In a small pilot study, patients with OCD received a low dose of ketamine or saline via infusion. Those who received the ketamine reported a rapid decrease in OCD symptoms compared to those who received saline. One patient who received ketamine felt he had a vacation from his symptoms. Others reported they tried to have OCD thoughts but couldn’t. 

“Those effects, amazingly, persisted past ketamine’s very rapid metabolism in the body,” Rodriguez noted. 

In another study, she partnered with a team to study ketamine’s effect on brain activity in people with OCD. They wanted to determine whether ketamine changed levels of glutamate in an area of the brain called the prefrontal cortex. 

Researchers gave patients a dose of ketamine and imaged their brains using magnetic resonance spectroscopy. After an hour, they didn’t see any changes in glutamate. They did, however, see elevated levels of an inhibitory neurotransmitter called Gamma-aminobutyric acid. It blocks chemical messages in the brain and decreases the stimulation of nerve cells.  

“There may be a unique neurochemical signature in ketamine’s effects on OCD,” Rodriguez said. “This needs replication in a larger sample.”
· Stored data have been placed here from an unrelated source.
impl PostgresJobLedger {
    /// `runtime` drives the async queries behind the synchronous trait.
    pub fn new(pool: PgPool, runtime: Handle) -> Self {
        Self {
            pool: Arc::new(pool),
            runtime,
        }
    }

    fn block_on<F: Future>(&self, fut: F) -> F::Output {
        self.runtime.block_on(fut)
    }

    #[instrument(skip_all, fields(job_id = %job.id, fingerprint = %job.fingerprint.short()), err)]
    pub async fn enqueue_unique_async(&self, job: Job) -> Result<EnqueueOutcome, LedgerError> {
        // A twin may finish between the failed insert and the lookup; retry a few times.
        for _ in 0..3 {
            let inserted = sqlx::query(
                r#"
                INSERT INTO jobs (
                    id, owner_ref, source_ref, requested_count, params, fingerprint, status,
                    progress, processed_count, total_count, created_at, updated_at
                )
                VALUES ($1, $2, $3, $4, $5, $6, 'queued', 0, 0, 0, $7, $7)
                ON CONFLICT (fingerprint) WHERE status IN ('queued', 'processing') DO NOTHING
                RETURNING id
                "#,
            )
            .bind(*job.id.as_uuid())
            .bind(job.owner_ref.as_str())
            .bind(job.source_ref.as_str())
            .bind(to_i64(job.requested_count))
            .bind(Json(&job.params))
            .bind(job.fingerprint.as_str())
            .bind(job.created_at)
            .fetch_optional(&*self.pool)
            .await
            .map_err(|e| {
                if is_unique_violation(&e) {
                    LedgerError::AlreadyExists(job.id)
                } else {
                    storage("enqueue_unique", e)
                }
            })?;

            if inserted.is_some() {
                return Ok(EnqueueOutcome::Created(job.id));
            }
            if let Some(existing) = self.find_in_flight_async(&job.fingerprint).await? {
                return Ok(EnqueueOutcome::Existing(existing.id));
            }
        }
        Err(LedgerError::Storage(
            "enqueue_unique: fingerprint kept changing state".to_string(),
        ))
    }

    pub async fn get_async(&self, job_id: JobId) -> Result<Option<Job>, LedgerError> {
        let sql = format!("SELECT {JOB_COLUMNS} FROM jobs WHERE id = $1");
        let row = sqlx::query(&sql)
            .bind(*job_id.as_uuid())
            .fetch_optional(&*self.pool)
            .await
            .map_err(|e| storage("get", e))?;
        row.map(|r| job_from_row(&r)).transpose()
    }

    pub async fn find_in_flight_async(
        &self,
        fingerprint: &Fingerprint,
    ) -> Result<Option<Job>, LedgerError> {
        let sql = format!(
            "SELECT {JOB_COLUMNS} FROM jobs WHERE fingerprint = $1 AND status IN ('queued', 'processing')"
        );
        let row = sqlx::query(&sql)
            .bind(fingerprint.as_str())
            .fetch_optional(&*self.pool)
            .await
            .map_err(|e| storage("find_in_flight", e))?;
        row.map(|r| job_from_row(&r)).transpose()
    }

    pub async fn count_active_for_owner_async(&self, owner: &OwnerRef) -> Result<u64, LedgerError> {
        let count: i64 = sqlx::query_scalar(
            "SELECT COUNT(*) FROM jobs WHERE owner_ref = $1 AND status IN ('queued', 'processing')",
        )
        .bind(owner.as_str())
        .fetch_one(&*self.pool)
        .await
        .map_err(|e| storage("count_active_for_owner", e))?;
        Ok(count.max(0) as u64)
    }

    #[instrument(skip_all, fields(worker = %worker), err)]
    pub async fn claim_next_async(&self, worker: &WorkerId) -> Result<Option<Job>, LedgerError> {
        let sql = format!(
            r#"
            UPDATE jobs
            SET status = 'processing',
                claimed_by = $1,
                claimed_at = $2,
                started_at = COALESCE(started_at, $2),
                updated_at = $2
            WHERE id = (
                SELECT id FROM jobs
                WHERE status = 'queued'
                ORDER BY created_at, id
                LIMIT 1
                FOR UPDATE SKIP LOCKED
            )
            RETURNING {JOB_COLUMNS}
            "#
        );
        let row = sqlx::query(&sql)
            .bind(worker.as_str())
            .bind(Utc::now())
            .fetch_optional(&*self.pool)
            .await
            .map_err(|e| storage("claim_next", e))?;
        row.map(|r| job_from_row(&r)).transpose()
    }

    pub async fn update_total_async(
        &self,
        job_id: JobId,
        worker: &WorkerId,
        total_count: u64,
    ) -> Result<(), LedgerError> {
        let result = sqlx::query(
            r#"
            UPDATE jobs
            SET total_count = GREATEST($3, processed_count),
                progress = GREATEST(progress, (processed_count * 100 / GREATEST($3, processed_count, 1))::SMALLINT),
                claimed_at = $4,
                updated_at = $4
            WHERE id = $1 AND status = 'processing' AND claimed_by = $2
            "#,
        )
        .bind(*job_id.as_uuid())
        .bind(worker.as_str())
        .bind(to_i64(total_count))
        .bind(Utc::now())
        .execute(&*self.pool)
        .await
        .map_err(|e| storage("update_total", e))?;

        if result.rows_affected() == 0 {
            return Err(self.rejection(job_id).await);
        }
        Ok(())
    }

    #[instrument(skip_all, fields(job_id = %job_id, worker = %worker, items = batch.items.len()), err)]
    pub async fn record_batch_async(
        &self,
        job_id: JobId,
        worker: &WorkerId,
        batch: BatchRecord,
    ) -> Result<(), LedgerError> {
        let n = batch.items.len() as i64;
        let mut tx = self.pool.begin().await.map_err(|e| storage("record_batch", e))?;

        // SET expressions see the pre-update row, RETURNING sees the new one.
        let base: Option<i64> = sqlx::query_scalar(
            r#"
            UPDATE jobs
            SET processed_count = processed_count + $3,
                total_count = GREATEST($4, processed_count + $3),
                progress = GREATEST(
                    progress,
                    ((processed_count + $3) * 100 / GREATEST($4, processed_count + $3, 1))::SMALLINT
                ),
                checkpoint = $5,
                claimed_at = $6,
                updated_at = $6
            WHERE id = $1 AND status = 'processing' AND claimed_by = $2
            RETURNING processed_count - $3
            "#,
        )
        .bind(*job_id.as_uuid())
        .bind(worker.as_str())
        .bind(n)
        .bind(to_i64(batch.total_count))
        .bind(Json(&batch.checkpoint))
        .bind(Utc::now())
        .fetch_optional(&mut *tx)
        .await
        .map_err(|e| storage("record_batch", e))?;

        let Some(base) = base else {
            drop(tx);
            return Err(self.rejection(job_id).await);
        };

        if n > 0 {
            let (ids, labels, confidences) = columns(&batch.items);
            sqlx::query(
                r#"
                INSERT INTO job_items (job_id, seq, item_id, label, confidence)
                SELECT $1, $2 + t.ord - 1, t.item_id, t.label, t.confidence
                FROM UNNEST($3::TEXT[], $4::TEXT[], $5::FLOAT8[])
                    WITH ORDINALITY AS t(item_id, label, confidence, ord)
                "#,
            )
            .bind(*job_id.as_uuid())
            .bind(base)
            .bind(ids)
            .bind(labels)
            .bind(confidences)
            .execute(&mut *tx)
            .await
            .map_err(|e| storage("record_batch", e))?;
        }

        tx.commit().await.map_err(|e| storage("record_batch", e))?;
        Ok(())
    }

    pub async fn load_items_async(&self, job_id: JobId) -> Result<Vec<ItemLabel>, LedgerError> {
        let rows = sqlx::query(
            "SELECT item_id, label, confidence FROM job_items WHERE job_id = $1 ORDER BY seq",
        )
        .bind(*job_id.as_uuid())
        .fetch_all(&*self.pool)
        .await
        .map_err(|e| storage("load_items", e))?;

        rows.iter()
            .map(|row| {
                Ok(ItemLabel {
                    item_id: row.try_get("item_id")?,
                    label: row.try_get("label")?,
                    confidence: row.try_get("confidence")?,
                })
            })
            .collect::<Result<Vec<_>, sqlx::Error>>()
            .map_err(|e| storage("load_items", e))
    }

    #[instrument(skip_all, fields(job_id = %job_id, worker = %worker), err)]
    pub async fn complete_async(
        &self,
        job_id: JobId,
        worker: &WorkerId,
        result: &AnalysisResult,
    ) -> Result<ResultRef, LedgerError> {
        let result_ref = ResultRef::new();
        let now = Utc::now();
        let mut tx = self.pool.begin().await.map_err(|e| storage("complete", e))?;

        let updated = sqlx::query(
            r#"
            UPDATE jobs
            SET status = 'completed',
                progress = 100,
                total_count = processed_count,
                result_ref = $3,
                checkpoint = NULL,
                claimed_by = NULL,
                claimed_at = NULL,
                completed_at = $4,
                updated_at = $4
            WHERE id = $1 AND status = 'processing' AND claimed_by = $2
            "#,
        )
        .bind(*job_id.as_uuid())
        .bind(worker.as_str())
        .bind(*result_ref.as_uuid())
        .bind(now)
        .execute(&mut *tx)
        .await
        .map_err(|e| storage("complete", e))?;

        if updated.rows_affected() == 0 {
            drop(tx);
            return Err(self.rejection(job_id).await);
        }

        sqlx::query(
            "INSERT INTO job_results (result_ref, job_id, payload, created_at) VALUES ($1, $2, $3, $4)",
        )
        .bind(*result_ref.as_uuid())
        .bind(*job_id.as_uuid())
        .bind(Json(result))
        .bind(now)
        .execute(&mut *tx)
        .await
        .map_err(|e| storage("complete", e))?;

        // The result payload now holds every item label.
        sqlx::query("DELETE FROM job_items WHERE job_id = $1")
            .bind(*job_id.as_uuid())
            .execute(&mut *tx)
            .await
            .map_err(|e| storage("complete", e))?;

        tx.commit().await.map_err(|e| storage("complete", e))?;
        Ok(result_ref)
    }

    #[instrument(skip_all, fields(job_id = %job_id, worker = %worker), err)]
    pub async fn fail_async(
        &self,
        job_id: JobId,
        worker: &WorkerId,
        error: JobError,
    ) -> Result<(), LedgerError> {
        let result = sqlx::query(
            r#"
            UPDATE jobs
            SET status = 'failed',
                error = $3,
                claimed_by = NULL,
                claimed_at = NULL,
                completed_at = $4,
                updated_at = $4
            WHERE id = $1 AND status = 'processing' AND claimed_by = $2
            "#,
        )
        .bind(*job_id.as_uuid())
        .bind(worker.as_str())
        .bind(Json(&error))
        .bind(Utc::now())
        .execute(&*self.pool)
        .await
        .map_err(|e| storage("fail", e))?;

        if result.rows_affected() == 0 {
            return Err(self.rejection(job_id).await);
        }
        Ok(())
    }

    #[instrument(skip_all, fields(job_id = %job_id), err)]
    pub async fn cancel_async(&self, job_id: JobId) -> Result<Job, LedgerError> {
        let sql = format!(
            r#"
            UPDATE jobs
            SET status = 'cancelled',
                claimed_by = NULL,
                claimed_at = NULL,
                completed_at = $2,
                updated_at = $2
            WHERE id = $1 AND status IN ('queued', 'processing')
            RETURNING {JOB_COLUMNS}
            "#
        );
        let row = sqlx::query(&sql)
            .bind(*job_id.as_uuid())
            .bind(Utc::now())
            .fetch_optional(&*self.pool)
            .await
            .map_err(|e| storage("cancel", e))?;

        match row {
            Some(row) => job_from_row(&row),
            None => match self.get_async(job_id).await? {
                Some(job) => Err(LedgerError::AlreadyTerminal {
                    job_id,
                    status: job.status,
                }),
                None => Err(LedgerError::NotFound(job_id)),
            },
        }
    }

    #[instrument(skip(self), err)]
    pub async fn requeue_stale_async(
        &self,
        lease_timeout: Duration,
        now: DateTime<Utc>,
    ) -> Result<Vec<JobId>, LedgerError> {
        let cutoff = now - chrono::Duration::from_std(lease_timeout).unwrap_or(chrono::Duration::zero());
        let ids: Vec<Uuid> = sqlx::query_scalar(
            r#"
            UPDATE jobs
            SET status = 'queued',
                claimed_by = NULL,
                claimed_at = NULL,
                updated_at = $2
            WHERE status = 'processing' AND claimed_at < $1
            RETURNING id
            "#,
        )
        .bind(cutoff)
        .bind(now)
        .fetch_all(&*self.pool)
        .await
        .map_err(|e| storage("requeue_stale", e))?;

        let mut ids: Vec<JobId> = ids.into_iter().map(JobId::from_uuid).collect();
        ids.sort();
        Ok(ids)
    }

    pub async fn load_result_async(
        &self,
        result_ref: ResultRef,
    ) -> Result<Option<AnalysisResult>, LedgerError> {
        let payload: Option<Json<AnalysisResult>> =
            sqlx::query_scalar("SELECT payload FROM job_results WHERE result_ref = $1")
                .bind(*result_ref.as_uuid())
                .fetch_optional(&*self.pool)
                .await
                .map_err(|e| storage("load_result", e))?;
        Ok(payload.map(|Json(result)| result))
    }

    pub async fn stats_async(&self) -> Result<JobStats, LedgerError> {
        let rows = sqlx::query("SELECT status, COUNT(*) AS n FROM jobs GROUP BY status")
            .fetch_all(&*self.pool)
            .await
            .map_err(|e| storage("stats", e))?;

        let mut stats = JobStats::default();
        for row in rows {
            let status: String = row.try_get("status").map_err(|e| storage("stats", e))?;
            let n: i64 = row.try_get("n").map_err(|e| storage("stats", e))?;
            let status: JobStatus = status
                .parse()
                .map_err(|e: bulklabel_core::DomainError| LedgerError::Storage(e.to_string()))?;
            stats.count(status, n.max(0) as u64);
        }
        Ok(stats)
    }

    /// Why a conditional write matched zero rows.
    async fn rejection(&self, job_id: JobId) -> LedgerError {
        match self.get_async(job_id).await {
            Ok(Some(job)) => {
                debug!(job_id = %job_id, status = %job.status, "conditional write rejected");
                LedgerError::LeaseLost(job_id)
            }
            Ok(None) => LedgerError::NotFound(job_id),
            Err(e) => e,
        }
    }
}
Animal models suggest the drug increases activity in the frontal-striatal circuit, which is the part of the brain that controls compulsive grooming behavior. This circuit might be important in understanding ketamine’s therapeutic effects in OCD. 

In addition, Rodriguez’s research has revealed ketamine’s antidepressive effects are tied to the brain’s opioid system. More research is needed to understand how the drug affects the opioid and glutamate system. 

One hypothesis is that ketamine’s effect on the opioid system is responsible for the drug’s short-term depression relief, while the drug’s effect on the glutamate system is responsible for what makes the relief last a little while longer. 

Rodriguez is also studying the potential of accelerated theta burst stimulation, a type of neuromodulation therapy. Neuromodulation refers to the alteration of nerve activity through electrical or chemical stimulation. Theta burst stimulation is a form of transcranial magnetic stimulation, a noninvasive treatment that uses magnetic fields to stimulate the brain. 

To test whether accelerated theta burst stimulation could be a potential OCD treatment, she conducted an open-label study in seven patients. They received five consecutive days of accelerated stimulation. Ten sessions were applied per day (18,000 pulses/day, hourly) or 90,000 total pulses.

After the five-day protocol, her team saw patients experience a robust and rapid response in five of the seven (71%), with at least a 50% reduction in OCD symptoms within seven to 14 days. 

“It was very dramatic,” Rodriguez said. Three patients sustained a reduction up to four weeks later. Some patients didn’t respond to the treatment. There were very few side effects (headache and fatigue that ended within a few days) from the treatment. More research is needed to understand why some patients respond and others don’t. 

Rodriguez concluded, “There is a lot of pioneering research out there and a lot of hope,” both for patients who have been recently diagnosed with OCD and those who have struggled with it for a long time.